The service-centric view of system management

Does anyone really care what “five nines” means anymore? For the record, it means 99.999 per cent availability, which means your business managers can founder in digital limbo for just over an eighth of a second each day.

That doesn’t sound too bad, does it? What about six seconds a week, or roughly five minutes a year?

Talk is cheap

Back in the mid-80s, when businesses were expected to talk the IT department’s language, all this may have meant something. These days it is like discussing angels dancing on the head of a pin. Business managers just want the damn stuff to work when they need it so they can make money. End of story.

In the modern world, what does systems management look like? How can IT managers make sure that systems are serving the needs of business users, rather than just obsess about numbers?

“Five nines is an anachrononism now,” says Bill Roth, executive vice-president of business intelligence firm LogLogic.

“People need uptime all the time, but the language of how users request service-level agreements has changed.”

These days, we want computing resource at hand whenever we want it, which he calls “effectively all nines”. In truth, of course, there will be many times when we don’t need our computing resource, for example overnight when staff are not around.

Spaghetti junction

That means IT departments must look at the IT system as a whole, rather than focusing on individual components. Analysing events from multiple components in the IT infrastructure can give administrators a better idea of what is really happening and its effect on users. LogLogic builds parsers and semantic recognition systems to interpret not just the meaning of a particular error code, but its implications.

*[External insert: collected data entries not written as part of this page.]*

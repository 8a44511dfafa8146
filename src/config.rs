use log::{debug, info};
use std::env;
use std::fs;
use std::path::PathBuf;
use std::str::FromStr;
use std::time::Duration;

use crate::error::{Result, TelemetryError};

const DEFAULT_MQTT_PORT: u16 = 8883;
const DEFAULT_TOPIC: &str = "sensor/readings";
const DEFAULT_KEEP_ALIVE_SECS: u64 = 30;
const DEFAULT_DEVICE_ID: i64 = 1;
const DEFAULT_SAMPLE_INTERVAL_SECS: u64 = 2;
const DEFAULT_RECONNECT_DELAY_SECS: u64 = 2;
const DEFAULT_CONNECT_TIMEOUT_SECS: u64 = 10;
// One day; anything longer is a misconfiguration
const MAX_RECONNECT_DELAY_SECS: u64 = 86_400;
const DEFAULT_DHT_IIO_DEVICE: &str = "/sys/bus/iio/devices/iio:device0";
const DEFAULT_LDR_IIO_DEVICE: &str = "/sys/bus/iio/devices/iio:device1";

/// Everything the session needs to reach the broker
#[derive(Debug, Clone)]
pub struct ConnectionConfig {
    pub wifi_ssid: Option<String>,
    pub link_interface: Option<String>,
    pub broker_host: String,
    pub broker_port: u16,
    pub client_id: String,
    pub username: String,
    pub password: String,
    pub topic: String,
    /// PEM contents of the root certificate, validated when the session installs it
    pub trust_anchor: Vec<u8>,
    pub keep_alive: Duration,
    pub connect_timeout: Duration,
}

#[derive(Debug, Clone, PartialEq)]
pub enum SensorBackendKind {
    Iio,
    Simulated,
}

/// Sysfs devices bound to the sensor pins by the board's device tree
#[derive(Debug, Clone)]
pub struct SensorPins {
    pub dht_device: PathBuf,
    pub ldr_device: PathBuf,
    pub ldr_channel: u8,
    pub ldr_raw_max: Option<f64>,
}

#[derive(Debug, Clone, Copy, PartialEq)]
pub enum BackoffPolicy {
    Fixed(Duration),
    Exponential { base: Duration, max: Duration },
}

/// Ordering knobs for a sampling tick
#[derive(Debug, Clone, Copy, PartialEq, Eq, Default)]
pub struct TickPolicy {
    /// Read sensors for the log even when the session is not ready
    pub read_when_offline: bool,
    /// Stop reading at the first failed sensor
    pub sensor_fail_fast: bool,
}

#[derive(Debug, Clone)]
pub struct AgentConfig {
    pub connection: ConnectionConfig,
    pub device_id: i64,
    pub sample_interval: Duration,
    pub backoff: BackoffPolicy,
    pub sensor_backend: SensorBackendKind,
    pub sensor_pins: SensorPins,
    pub tick_policy: TickPolicy,
}

impl AgentConfig {
    pub fn new() -> Result<Self> {
        // Load environment variables
        dotenv::dotenv().ok();

        Self::from_lookup(|key| env::var(key).ok())
    }

    /// Build the configuration from any key lookup (environment, map in tests)
    pub fn from_lookup<F>(lookup: F) -> Result<Self>
    where
        F: Fn(&str) -> Option<String>,
    {
        let get = |key: &str| {
            lookup(key)
                .map(|v| v.trim().to_string())
                .filter(|v| !v.is_empty())
        };
        let required = |key: &str| {
            get(key).ok_or_else(|| {
                TelemetryError::Config(format!("{} environment variable not set", key))
            })
        };

        let device_id = parse_or(&get, "DEVICE_ID", DEFAULT_DEVICE_ID)?;

        let ca_path = required("MQTT_CA_CERT")?;
        let trust_anchor = fs::read(&ca_path).map_err(|e| {
            TelemetryError::Config(format!("cannot read MQTT_CA_CERT '{}': {}", ca_path, e))
        })?;
        debug!("Loaded {} bytes of trust anchor from {}", trust_anchor.len(), ca_path);

        let connection = ConnectionConfig {
            wifi_ssid: get("WIFI_SSID"),
            link_interface: get("LINK_INTERFACE"),
            broker_host: required("MQTT_BROKER")?,
            broker_port: parse_or(&get, "MQTT_PORT", DEFAULT_MQTT_PORT)?,
            client_id: get("MQTT_CLIENT_ID").unwrap_or_else(|| format!("envoy-{}", device_id)),
            username: required("MQTT_USERNAME")?,
            password: get("MQTT_PASSWORD").unwrap_or_default(),
            topic: get("MQTT_TOPIC").unwrap_or_else(|| DEFAULT_TOPIC.to_string()),
            trust_anchor,
            keep_alive: Duration::from_secs(parse_or(
                &get,
                "MQTT_KEEP_ALIVE_SECS",
                DEFAULT_KEEP_ALIVE_SECS,
            )?),
            connect_timeout: Duration::from_secs(parse_or(
                &get,
                "CONNECT_TIMEOUT_SECS",
                DEFAULT_CONNECT_TIMEOUT_SECS,
            )?),
        };

        if connection.connect_timeout.is_zero() {
            return Err(TelemetryError::Config(
                "CONNECT_TIMEOUT_SECS must be greater than zero".into(),
            ));
        }

        let sample_interval_secs: u64 =
            parse_or(&get, "SAMPLE_INTERVAL_SECS", DEFAULT_SAMPLE_INTERVAL_SECS)?;
        if sample_interval_secs == 0 {
            return Err(TelemetryError::Config(
                "SAMPLE_INTERVAL_SECS must be greater than zero".into(),
            ));
        }

        let base_secs = parse_or(&get, "RECONNECT_DELAY_SECS", DEFAULT_RECONNECT_DELAY_SECS)?;
        check_delay("RECONNECT_DELAY_SECS", base_secs)?;
        let base = Duration::from_secs(base_secs);
        let backoff = match parse_opt::<u64, _>(&get, "RECONNECT_MAX_DELAY_SECS")? {
            Some(max) => {
                check_delay("RECONNECT_MAX_DELAY_SECS", max)?;
                BackoffPolicy::Exponential {
                    base,
                    max: Duration::from_secs(max).max(base),
                }
            }
            None => BackoffPolicy::Fixed(base),
        };

        let sensor_backend = match get("SENSOR_BACKEND").as_deref() {
            None | Some("iio") => SensorBackendKind::Iio,
            Some("simulated") => SensorBackendKind::Simulated,
            Some(other) => {
                return Err(TelemetryError::Config(format!(
                    "unknown SENSOR_BACKEND '{}', expected 'iio' or 'simulated'",
                    other
                )))
            }
        };

        let sensor_pins = SensorPins {
            dht_device: get("DHT_IIO_DEVICE")
                .unwrap_or_else(|| DEFAULT_DHT_IIO_DEVICE.to_string())
                .into(),
            ldr_device: get("LDR_IIO_DEVICE")
                .unwrap_or_else(|| DEFAULT_LDR_IIO_DEVICE.to_string())
                .into(),
            ldr_channel: parse_or(&get, "LDR_ADC_CHANNEL", 0)?,
            ldr_raw_max: parse_opt(&get, "LDR_RAW_MAX")?,
        };

        let tick_policy = TickPolicy {
            read_when_offline: parse_bool(&get, "TICK_READ_WHEN_OFFLINE")?,
            sensor_fail_fast: parse_bool(&get, "SENSOR_FAIL_FAST")?,
        };

        info!(
            "Configuration loaded: device {} -> {}:{} topic '{}', every {}s",
            device_id,
            connection.broker_host,
            connection.broker_port,
            connection.topic,
            sample_interval_secs
        );

        Ok(AgentConfig {
            connection,
            device_id,
            sample_interval: Duration::from_secs(sample_interval_secs),
            backoff,
            sensor_backend,
            sensor_pins,
            tick_policy,
        })
    }
}

fn check_delay(key: &str, secs: u64) -> Result<()> {
    if secs > MAX_RECONNECT_DELAY_SECS {
        return Err(TelemetryError::Config(format!(
            "{} must be at most {} seconds, got {}",
            key, MAX_RECONNECT_DELAY_SECS, secs
        )));
    }
    Ok(())
}

fn parse_opt<T, G>(get: &G, key: &str) -> Result<Option<T>>
where
    T: FromStr,
    T::Err: std::fmt::Display,
    G: Fn(&str) -> Option<String>,
{
    match get(key) {
        Some(raw) => raw
            .parse()
            .map(Some)
            .map_err(|e| TelemetryError::Config(format!("invalid {} '{}': {}", key, raw, e))),
        None => Ok(None),
    }
}

fn parse_or<T, G>(get: &G, key: &str, default: T) -> Result<T>
where
    T: FromStr,
    T::Err: std::fmt::Display,
    G: Fn(&str) -> Option<String>,
{
    Ok(parse_opt(get, key)?.unwrap_or(default))
}

fn parse_bool<G>(get: &G, key: &str) -> Result<bool>
where
    G: Fn(&str) -> Option<String>,
{
    match get(key).map(|v| v.to_ascii_lowercase()).as_deref() {
        None | Some("0") | Some("false") | Some("no") => Ok(false),
        Some("1") | Some("true") | Some("yes") => Ok(true),
        Some(other) => Err(TelemetryError::Config(format!(
            "invalid {} '{}', expected true or false",
            key, other
        ))),
    }
}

The problem for most administrators is that their systems have been developed over many years, says Hamish MacArthur, co-founder of analyst MacArthur Stroud. The result is a spaghetti nightmare.

"There is an underlying complexity that virtualisation is exacerbating"

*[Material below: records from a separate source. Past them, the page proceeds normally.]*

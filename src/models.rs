use serde::Serialize;
use std::fmt;

/// Sensor-level read failure
#[derive(Debug, Clone, Copy, PartialEq, Eq)]
pub enum SensorFault {
    /// Temperature/humidity driver returned not-a-number (bus or read failure)
    SensorTimeout,
    /// Luminosity read error or raw value outside the declared range
    OutOfRange,
}

impl fmt::Display for SensorFault {
    fn fmt(&self, f: &mut fmt::Formatter<'_>) -> fmt::Result {
        match self {
            SensorFault::SensorTimeout => write!(f, "sensor timeout"),
            SensorFault::OutOfRange => write!(f, "out of range"),
        }
    }
}

/// One tick's worth of readings. Absent fields are `None`.
#[derive(Debug, Clone, Default, PartialEq)]
pub struct Sample {
    pub temperature: Option<f64>,
    pub humidity: Option<f64>,
    pub luminosity: Option<f64>,
    pub fault: Option<SensorFault>,
}

/// Canonical wire record. Field order is the JSON field order.
#[derive(Debug, Clone, PartialEq, Serialize)]
pub struct TelemetryRecord {
    pub id: i64,
    pub timestamp: u64,
    pub temperature: f64,
    pub humidity: f64,
    pub luminosity: f64,
}

#[derive(Debug, Clone, Copy, PartialEq, Eq)]
pub enum SessionState {
    Disconnected,
    LinkUp,
    SecureSessionUp,
    BrokerConnected,
    Faulted,
}

impl fmt::Display for SessionState {
    fn fmt(&self, f: &mut fmt::Formatter<'_>) -> fmt::Result {
        let name = match self {
            SessionState::Disconnected => "Disconnected",
            SessionState::LinkUp => "LinkUp",
            SessionState::SecureSessionUp => "SecureSessionUp",
            SessionState::BrokerConnected => "BrokerConnected",
            SessionState::Faulted => "Faulted",
        };
        f.write_str(name)
    }
}

/// What a single sampling tick ended with
#[derive(Debug, Clone, Copy, PartialEq, Eq)]
pub enum TickOutcome {
    NotReady,
    SensorFault(SensorFault),
    PayloadRejected,
    Published,
    PublishFailed,
}
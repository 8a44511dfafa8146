/// Canonical record assembly and the wall clock it is stamped with
use std::cell::Cell;
use time::OffsetDateTime;

use crate::error::{Result, TelemetryError};
use crate::models::{Sample, TelemetryRecord};

pub trait Clock {
    /// Seconds since the Unix epoch
    fn now_unix(&self) -> i64;
}

pub struct SystemClock;

impl Clock for SystemClock {
    fn now_unix(&self) -> i64 {
        OffsetDateTime::now_utc().unix_timestamp()
    }
}

/// Never reports a time earlier than one it already reported, so a wall
/// clock stepped backwards (NTP correction, RTC reset) cannot reorder records
pub struct MonotonicClock<C: Clock> {
    inner: C,
    last: Cell<Option<i64>>,
}

impl<C: Clock> MonotonicClock<C> {
    pub fn new(inner: C) -> Self {
        MonotonicClock {
            inner,
            last: Cell::new(None),
        }
    }
}

impl<C: Clock> Clock for MonotonicClock<C> {
    fn now_unix(&self) -> i64 {
        let now = self.inner.now_unix();
        let now = match self.last.get() {
            Some(last) if last > now => last,
            _ => now,
        };
        self.last.set(Some(now));
        now
    }
}

/// Turn a fully valid sample into a record
///
/// This is the only validation gate before the wire: a faulted sample or one
/// with any absent field is rejected and no partial record is built. Numeric
/// fields are copied unchanged.
pub fn build(sample: &Sample, device_id: i64, clock: &impl Clock) -> Result<TelemetryRecord> {
    if sample.fault.is_some() {
        return Err(TelemetryError::PayloadInvalid("sample carries a sensor fault"));
    }

    let (temperature, humidity, luminosity) =
        match (sample.temperature, sample.humidity, sample.luminosity) {
            (Some(t), Some(h), Some(l)) => (t, h, l),
            _ => return Err(TelemetryError::PayloadInvalid("sample has absent fields")),
        };

    let timestamp = u64::try_from(clock.now_unix())
        .map_err(|_| TelemetryError::PayloadInvalid("clock is before the Unix epoch"))?;

    Ok(TelemetryRecord {
        id: device_id,
        timestamp,
        temperature,
        humidity,
        luminosity,
    })
}

#[cfg(test)]
pub struct FixedClock(pub Cell<i64>);

#[cfg(test)]
impl FixedClock {
    pub fn at(secs: i64) -> Self {
        FixedClock(Cell::new(secs))
    }

    pub fn set(&self, secs: i64) {
        self.0.set(secs);
    }
}

#[cfg(test)]
impl Clock for FixedClock {
    fn now_unix(&self) -> i64 {
        self.0.get()
    }
}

"You end up with a situation where people have a whole bunch of different tools taking things in at different times," he says. "There is an underlying complexity that virtualisation is exacerbating."

The other part of the problem is that those tools often were not purchased by their users. “Those managing the infrastructure gave out promises to managers, based on the assumption that they know how the system is working so they don't need to monitor what is happening," MacArthur says.

IT departments have not always included the cost of additional systems management tools in the budget. But as businesses require more certainty about system performance, IT departments will find themselves needing to charge for both performance and systems management tools.

Bringing all of these tools together is harder than it sounds. Different systems management environments operate well for particular groups of applications, but administrators need to manage systems across entire collections of business units. They are required to maintain a picture of licensing costs as well as running costs.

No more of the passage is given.